++++ DATASET RECORDS ++++
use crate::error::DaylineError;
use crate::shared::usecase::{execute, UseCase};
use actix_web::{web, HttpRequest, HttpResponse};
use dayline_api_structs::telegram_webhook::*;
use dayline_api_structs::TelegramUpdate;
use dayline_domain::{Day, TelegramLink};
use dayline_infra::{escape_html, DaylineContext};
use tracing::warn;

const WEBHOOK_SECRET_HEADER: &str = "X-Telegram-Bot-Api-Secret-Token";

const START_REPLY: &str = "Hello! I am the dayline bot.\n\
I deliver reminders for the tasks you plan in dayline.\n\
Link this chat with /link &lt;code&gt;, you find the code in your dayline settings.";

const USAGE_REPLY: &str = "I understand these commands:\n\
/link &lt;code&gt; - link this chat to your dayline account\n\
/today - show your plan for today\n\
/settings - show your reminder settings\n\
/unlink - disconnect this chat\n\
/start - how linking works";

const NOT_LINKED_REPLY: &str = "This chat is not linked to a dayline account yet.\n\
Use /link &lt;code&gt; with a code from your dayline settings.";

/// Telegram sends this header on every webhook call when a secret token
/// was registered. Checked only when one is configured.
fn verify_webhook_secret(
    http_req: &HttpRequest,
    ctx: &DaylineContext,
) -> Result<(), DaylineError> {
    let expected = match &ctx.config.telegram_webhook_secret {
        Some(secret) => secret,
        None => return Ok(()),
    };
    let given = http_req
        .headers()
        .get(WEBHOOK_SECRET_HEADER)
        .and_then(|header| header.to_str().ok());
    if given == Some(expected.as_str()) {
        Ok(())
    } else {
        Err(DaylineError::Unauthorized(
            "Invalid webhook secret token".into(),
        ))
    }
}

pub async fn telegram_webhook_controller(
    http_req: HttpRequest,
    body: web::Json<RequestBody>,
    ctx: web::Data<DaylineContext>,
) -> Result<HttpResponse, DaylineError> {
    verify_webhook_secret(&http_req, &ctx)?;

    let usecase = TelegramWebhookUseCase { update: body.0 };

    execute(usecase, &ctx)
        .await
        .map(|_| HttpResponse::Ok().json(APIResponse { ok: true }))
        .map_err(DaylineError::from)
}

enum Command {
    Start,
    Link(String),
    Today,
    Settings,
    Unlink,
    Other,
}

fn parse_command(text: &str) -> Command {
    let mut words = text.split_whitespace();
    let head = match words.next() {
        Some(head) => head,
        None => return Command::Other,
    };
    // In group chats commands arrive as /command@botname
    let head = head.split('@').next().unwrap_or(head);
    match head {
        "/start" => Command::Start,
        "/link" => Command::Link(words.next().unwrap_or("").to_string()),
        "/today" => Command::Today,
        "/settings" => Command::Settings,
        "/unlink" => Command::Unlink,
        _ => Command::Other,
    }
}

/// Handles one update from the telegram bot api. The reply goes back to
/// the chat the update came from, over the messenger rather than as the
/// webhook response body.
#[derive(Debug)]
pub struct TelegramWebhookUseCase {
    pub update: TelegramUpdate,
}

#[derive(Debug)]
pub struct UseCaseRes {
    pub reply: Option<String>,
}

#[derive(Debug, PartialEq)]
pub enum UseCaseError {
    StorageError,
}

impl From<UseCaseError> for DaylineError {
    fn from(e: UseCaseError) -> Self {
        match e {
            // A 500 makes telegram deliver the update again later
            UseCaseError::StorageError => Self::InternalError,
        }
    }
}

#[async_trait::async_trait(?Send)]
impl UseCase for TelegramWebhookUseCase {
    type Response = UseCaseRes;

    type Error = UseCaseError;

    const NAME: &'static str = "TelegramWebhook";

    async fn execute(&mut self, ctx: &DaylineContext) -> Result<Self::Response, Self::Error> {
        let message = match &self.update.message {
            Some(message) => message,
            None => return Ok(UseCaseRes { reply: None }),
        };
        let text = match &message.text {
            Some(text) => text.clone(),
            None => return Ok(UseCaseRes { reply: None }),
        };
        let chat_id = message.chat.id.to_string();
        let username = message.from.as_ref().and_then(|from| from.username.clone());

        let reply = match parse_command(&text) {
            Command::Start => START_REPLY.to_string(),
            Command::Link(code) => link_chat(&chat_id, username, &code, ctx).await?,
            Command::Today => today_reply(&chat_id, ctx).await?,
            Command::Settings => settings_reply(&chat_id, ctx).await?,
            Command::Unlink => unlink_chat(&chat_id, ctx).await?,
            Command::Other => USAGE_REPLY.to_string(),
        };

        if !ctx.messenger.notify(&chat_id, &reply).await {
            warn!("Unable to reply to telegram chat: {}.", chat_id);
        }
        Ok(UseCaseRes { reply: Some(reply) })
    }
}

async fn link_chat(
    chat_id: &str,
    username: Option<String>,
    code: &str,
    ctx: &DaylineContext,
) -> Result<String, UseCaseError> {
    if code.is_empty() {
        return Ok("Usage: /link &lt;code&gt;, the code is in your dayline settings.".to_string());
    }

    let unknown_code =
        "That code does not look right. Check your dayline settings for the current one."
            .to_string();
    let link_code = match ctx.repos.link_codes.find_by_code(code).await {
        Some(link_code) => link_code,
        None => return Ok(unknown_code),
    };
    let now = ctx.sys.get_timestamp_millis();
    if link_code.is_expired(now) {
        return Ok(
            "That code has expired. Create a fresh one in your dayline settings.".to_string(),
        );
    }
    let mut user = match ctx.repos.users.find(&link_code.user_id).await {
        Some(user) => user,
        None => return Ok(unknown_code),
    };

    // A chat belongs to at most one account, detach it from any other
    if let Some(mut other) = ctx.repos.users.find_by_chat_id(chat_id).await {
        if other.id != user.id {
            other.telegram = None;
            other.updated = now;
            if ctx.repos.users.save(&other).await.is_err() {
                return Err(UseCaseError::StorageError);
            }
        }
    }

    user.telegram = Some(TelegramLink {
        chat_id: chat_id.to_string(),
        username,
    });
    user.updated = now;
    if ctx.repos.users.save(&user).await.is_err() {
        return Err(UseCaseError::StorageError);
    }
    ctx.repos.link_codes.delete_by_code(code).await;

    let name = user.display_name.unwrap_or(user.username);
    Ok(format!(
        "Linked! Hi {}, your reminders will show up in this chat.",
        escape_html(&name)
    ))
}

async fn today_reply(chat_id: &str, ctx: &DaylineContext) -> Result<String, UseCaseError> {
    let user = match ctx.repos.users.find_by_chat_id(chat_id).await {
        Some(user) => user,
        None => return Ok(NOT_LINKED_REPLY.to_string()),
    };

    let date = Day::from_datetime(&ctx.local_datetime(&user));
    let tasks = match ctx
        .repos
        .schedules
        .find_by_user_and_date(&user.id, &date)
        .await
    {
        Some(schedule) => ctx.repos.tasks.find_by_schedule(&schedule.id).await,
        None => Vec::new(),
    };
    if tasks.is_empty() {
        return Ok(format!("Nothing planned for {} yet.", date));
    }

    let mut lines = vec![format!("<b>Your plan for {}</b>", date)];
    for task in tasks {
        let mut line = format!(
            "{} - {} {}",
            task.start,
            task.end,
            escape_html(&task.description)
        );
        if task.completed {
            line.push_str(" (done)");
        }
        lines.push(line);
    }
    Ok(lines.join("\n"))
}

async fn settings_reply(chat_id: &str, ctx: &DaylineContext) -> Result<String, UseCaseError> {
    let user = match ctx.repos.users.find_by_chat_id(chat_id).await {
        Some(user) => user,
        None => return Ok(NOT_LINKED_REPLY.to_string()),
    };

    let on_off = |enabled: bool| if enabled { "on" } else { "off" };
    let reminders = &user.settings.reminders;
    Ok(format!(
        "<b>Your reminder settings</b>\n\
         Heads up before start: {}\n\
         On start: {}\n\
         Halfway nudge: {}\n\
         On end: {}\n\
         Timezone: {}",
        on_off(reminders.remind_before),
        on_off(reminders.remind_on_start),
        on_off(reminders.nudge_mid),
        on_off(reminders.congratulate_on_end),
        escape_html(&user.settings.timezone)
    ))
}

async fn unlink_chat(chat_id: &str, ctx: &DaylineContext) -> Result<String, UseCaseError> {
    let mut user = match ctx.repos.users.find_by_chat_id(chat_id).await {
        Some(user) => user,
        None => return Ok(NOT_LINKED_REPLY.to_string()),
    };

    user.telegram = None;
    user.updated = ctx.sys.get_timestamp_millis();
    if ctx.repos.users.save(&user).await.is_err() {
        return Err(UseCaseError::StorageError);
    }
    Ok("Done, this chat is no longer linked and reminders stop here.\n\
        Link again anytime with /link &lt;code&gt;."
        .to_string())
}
++++
▶ [WHAT IS REQUIRED] The response must consist solely of the lines from the first line of the entries through the line containing "const NOT_LINKED_REPLY: &str", repeated exactly.

▶ [SOLUTION]
use crate::error::DaylineError;
use crate::shared::usecase::{execute, UseCase};
use actix_web::{web, HttpRequest, HttpResponse};
use dayline_api_structs::telegram_webhook::*;
use dayline_api_structs::TelegramUpdate;
use dayline_domain::{Day, TelegramLink};
use dayline_infra::{escape_html, DaylineContext};
use tracing::warn;

const WEBHOOK_SECRET_HEADER: &str = "X-Telegram-Bot-Api-Secret-Token";

const START_REPLY: &str = "Hello! I am the dayline bot.\n\
I deliver reminders for the tasks you plan in dayline.\n\
Link this chat with /link &lt;code&gt;, you find the code in your dayline settings.";

const USAGE_REPLY: &str = "I understand these commands:\n\
/link &lt;code&gt; - link this chat to your dayline account\n\
/today - show your plan for today\n\
/settings - show your reminder settings\n\
/unlink - disconnect this chat\n\
/start - how linking works";

const NOT_LINKED_REPLY: &str = "This chat is not linked to a dayline account yet.\n\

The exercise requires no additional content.